Though Thursday was expected to be a light traffic day, many seem to be adjusting their patterns after the first day of State Route 520 tolling, based on increases in traffic to Interstate 90, a Washington State Department of Transportation official said.
The State Route 520 bridge is once again officially a toll bridge, after the electronic tolling system was activated at 5 a.m. Thursday morning. Commuters pay for the tolls through Good to Go, which is an electronic transponder that automatically draws money from an account set up by the motorist; or through the mail or an account via a photo system that identifies license plates.
WSDOT officials expected that there would be an adjustment period as some avoid paying the tolls by taking an alternate route -- or choose to take the bridge which is expected to have lighter traffic than it did before tolling.
"We saw a 45 percent reduction in traffic on the bridge during the morning peak hour," said WSDOT tolling official Craig Stone Thursday evening. There was a 20 percent increase in traffic on Interstate 90 from the same time earlier this week, he said, as well as a slight increase in traffic on State Route 522, which brings people around the north end of Lake Washington.
WSDOT officials had predicted a speed increase of 20 mph on the 520 Bridge after the tolling was instated.
Those numbers compare with traffic earlier this week, which is typically a light week as it falls between the Christmas and New Year's holidays, officials say.
But the real test will be Tuesday, when the University of Washington, just on the west end of the State Route 520 Bridge, will be back from break and many commuters have returned from their holidays, Stone said. Traffic is normally down 20 percent during the last weeks of December compared to more typical commute times year.
Stone said that even commuters who take the bus or who travel north and south on Interstates 5 and 405 should give themselves extra time on Tuesday for travelling.
During the morning peak commute hours, about 75 percent of motorists who crossed the bridge had a Good to Go account, Stone said, and the average for the day was 63 percent, as more people without accounts cross during non-peak hours.
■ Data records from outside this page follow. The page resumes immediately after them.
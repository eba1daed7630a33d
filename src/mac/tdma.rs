//! Beacon-synchronised TDMA MAC
//!
//! A coordinator emits a beacon at the start of each superframe carrying
//! the slot map. Members scan for beacons, join through the contention
//! slot and transmit only in the data slots assigned to them.
//
// https://github.com/rust-iot/rust-lpwan
// Copyright 2021 Ryan Kurte

use core::fmt::Debug;
use std::collections::{BTreeMap, VecDeque};

use bytes::Bytes;
use heapless::spsc::Queue;
use log::{trace, debug, info, warn};
use rand_core::RngCore;

use crate::{Radio, Ts, timer::Timer, error::CoreError};
use crate::amc::{LinkTable, Mcs};
use crate::base::Base;
use crate::codec::{self, MacFrame, MgmtKind, CtrlKind, SeqCtrl, NetworkPacket, Ogm, FrameFlags};
use crate::codec::mgmt::{JoinRequest, RetransmitRequest};
use crate::codec::phy::airtime_us;
use crate::config::{Config, BEACON_SLOT, CONTENTION_SLOT};
use crate::node::{Address, NodeTable, Role};
use crate::qos::{Admission, QosClass, TxQueues, Outbound};
use crate::route::NextHop;
use crate::schedule::{SuperframeSchedule, SlotOwner};
use crate::snapshot::Reader;
use crate::station_id::StationId;

use super::{Mac, MacEvent, MacState, MacStats, RxInfo, SyncRole};

/// Received payload queue depth
pub const RX_QUEUE_LEN: usize = 16;

/// Inbound OGM queue depth
pub const OGM_QUEUE_LEN: usize = 32;

pub const EVENT_QUEUE_LEN: usize = 32;

/// Pending management frames
pub const MGMT_QUEUE_LEN: usize = 16;

/// Unicast frames retained for retransmission on request
pub const ARQ_WINDOW: usize = 16;

#[derive(Debug, Clone, PartialEq)]
pub(crate) struct JoinState {
    pub attempt: u8,
    /// Superframe in which to send the next request
    pub send_sfn: u64,
    /// Superframe after which an outstanding request has timed out
    pub deadline_sfn: Option<u64>,
}

#[derive(Debug, Clone, PartialEq)]
pub(crate) struct SentFrame {
    pub frame: MacFrame,
    pub retries: u8,
}

pub struct Tdma<R, S, I, E, T, G> {
    pub address: Address,
    pub(crate) config: Config,
    pub(crate) base: Base<R, S, I, E>,
    timer: T,
    rng: G,

    pub(crate) state: MacState,
    pub(crate) network_id: u16,
    pub(crate) coordinator: Option<Address>,
    pub(crate) schedule: SuperframeSchedule,
    pub(crate) admission: Admission,
    pub(crate) nodes: NodeTable,
    station_id: StationId,

    /// Start of superframe zero in local time
    pub(crate) sync_offset: Ts,
    pub(crate) last_slot: Option<(u64, u8)>,
    pub(crate) last_beacon: Ts,
    pub(crate) beacon_miss_count: u32,

    channel: usize,
    scan_until: Ts,
    pub(crate) join: JoinState,

    seq: u16,
    net_seq: u16,

    links: Reader<LinkTable>,
    routes: NextHop,

    pub(crate) tx_queues: TxQueues,
    /// Pending OGMs by originator, newer advertisements supersede older ones
    ogm_out: BTreeMap<Address, Ogm>,
    pub(crate) ogm_in: Queue<(Address, Ogm), OGM_QUEUE_LEN>,
    pub(crate) rx_buff: Queue<(RxInfo, Bytes), RX_QUEUE_LEN>,
    /// Join responses, slot requests and retransmit requests
    pub(crate) mgmt_out: VecDeque<MacFrame>,
    pub(crate) sent: VecDeque<SentFrame>,
    pub(crate) retx: VecDeque<SentFrame>,
    /// Frames to be sent back to back in the current slot
    burst: VecDeque<Bytes>,
    events: Queue<MacEvent, EVENT_QUEUE_LEN>,

    pub(crate) stats: MacStats,
}
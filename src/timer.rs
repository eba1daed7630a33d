//! Monotonic timer API
//
// https://github.com/rust-iot/rust-lpwan
// Copyright 2021 Ryan Kurte

use std::time::Instant;

/// Timer trait provides mechanisms for accessing monotonic times
/// to assist with procotol implementations.
///
/// All methods are monotonic and relative to the same unknown epoc
pub trait Timer {
    /// Returns the number of millisecond ticks since some unknown epoc
    fn ticks_ms(&self) -> u64;

    /// Returns the number of microsecond ticks since some unknown epoc
    fn ticks_us(&self) -> u64;
}

/// Timer backed by the host monotonic clock
#[derive(Clone, Debug)]
pub struct SystemTimer {
    start: Instant,
}

impl SystemTimer {
    pub fn new() -> Self {
        Self {
            start: Instant::now()
        }
    }
}

impl Default for SystemTimer {
    fn default() -> Self {
        Self::new()
    }
}

impl Timer for SystemTimer {
    fn ticks_ms(&self) -> u64 {
        Instant::now().duration_since(self.start).as_millis() as u64
    }

    fn ticks_us(&self) -> u64 {
        Instant::now().duration_since(self.start).as_micros() as u64
    }
}

#[cfg(any(test, feature="mocks"))]
pub mod mock {
    use std::sync::{Arc, Mutex};

    /// Mock timer implementation to assist with testing,
    /// clones share the same underlying time
    #[derive(Clone, Debug)]
    pub struct MockTimer (Arc<Mutex<u64>>);

    impl MockTimer {
        pub fn new() -> Self {
            Self(Arc::new(Mutex::new(0)))
        }

        pub fn set_ms(&mut self, val: u64) {
            *self.0.lock().unwrap() = val * 1000;
        }

        pub fn set_us(&mut self, val: u64) {
            *self.0.lock().unwrap() = val;
        }

        pub fn inc_us(&mut self, val: u64) {
            let mut v  = self.0.lock().unwrap();
            *v += val;
        }

        pub fn val(&self) -> u64 {
            *self.0.lock().unwrap()
        }
    }

    impl Default for MockTimer {
        fn default() -> Self {
            Self::new()
        }
    }

    impl super::Timer for MockTimer {
        fn ticks_ms(&self) -> u64 {
            let v = self.0.lock().unwrap();
            return *v / 1000
        }

        fn ticks_us(&self) -> u64 {
            let v = self.0.lock().unwrap();
            return *v
        }
    }
}
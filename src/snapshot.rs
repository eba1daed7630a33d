//! Versioned single-writer snapshots
//!
//! A [`Publisher`] swaps in immutable `Arc` snapshots of a table. [`Reader`]s
//! hold the last committed snapshot and refresh it without ever blocking: if
//! the writer is mid-publish the reader keeps its previous copy.

use std::sync::{Arc, RwLock};
use std::sync::atomic::{AtomicU64, Ordering};

struct Shared<T> {
    version: AtomicU64,
    value: RwLock<Arc<T>>,
}

/// Sole writer of a snapshot cell
pub struct Publisher<T> {
    shared: Arc<Shared<T>>,
}

impl <T> Publisher<T> {
    pub fn new(initial: T) -> Self {
        Self {
            shared: Arc::new(Shared {
                version: AtomicU64::new(0),
                value: RwLock::new(Arc::new(initial)),
            }),
        }
    }

    /// Commit a new snapshot, returning its version
    pub fn publish(&mut self, value: T) -> u64 {
        let value = Arc::new(value);

        // Poisoning can only come from a panicking reader clone, the value is still valid
        let mut v = match self.shared.value.write() {
            Ok(v) => v,
            Err(e) => e.into_inner(),
        };
        *v = value;

        self.shared.version.fetch_add(1, Ordering::AcqRel) + 1
    }

    pub fn version(&self) -> u64 {
        self.shared.version.load(Ordering::Acquire)
    }

    pub fn reader(&self) -> Reader<T> {
        let cached = match self.shared.value.read() {
            Ok(v) => v.clone(),
            Err(e) => e.into_inner().clone(),
        };

        Reader {
            shared: self.shared.clone(),
            version: self.version(),
            cached,
        }
    }
}

/// Non-blocking reader of a snapshot cell
pub struct Reader<T> {
    shared: Arc<Shared<T>>,
    version: u64,
    cached: Arc<T>,
}

impl <T> Clone for Reader<T> {
    fn clone(&self) -> Self {
        Self {
            shared: self.shared.clone(),
            version: self.version,
            cached: self.cached.clone(),
        }
    }
}

impl <T> Reader<T> {
    /// Fetch the latest committed snapshot, falling back to the cached
    /// snapshot if the writer currently holds the cell
    pub fn load(&mut self) -> &Arc<T> {
        if self.shared.version.load(Ordering::Acquire) != self.version {
            if let Ok(v) = self.shared.value.try_read() {
                // Version is stable while the read guard is held
                self.version = self.shared.version.load(Ordering::Acquire);
                self.cached = v.clone();
            }
        }

        &self.cached
    }

    /// Version of the cached snapshot
    pub fn version(&self) -> u64 {
        self.version
    }
}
However, about 6 percent of drivers had a transponder in their car but did not set up an account online or at a Washington State Department of Transportation service center. Those who have a transponder but no account set up will get the $1.50 extra fee for paying by mail, he said.
"We do encourage people to activate their pass online," Stone said. He said that employees at the service center at 13107 NE 20th St. in Bellevue can help customers set up accounts.
A total of 146,000 accounts have been activated since February and more than 222,000 passes sold. Up to six passes can be linked to the same account, according to the WSDOT.
There was a short period during the day when the customer service representatives were temporarily unable to access the accounts at the customer centers and wait times stretched to about 45 minutes at the Bellevue and University District centers, according to a WSDOT press release. Account holders were still able to access and activate accounts online, Stone said. Passes are available at five retail outlets: , , QFC, Safeway and Walgreens.
The toll ranges from $1.60 to $3.50 at peak time between 5 a.m. and 11 p.m. on weekdays; the bridge is toll-free between 11 p.m. and 5 a.m. People who pay by mail add $1.50 each way to the toll.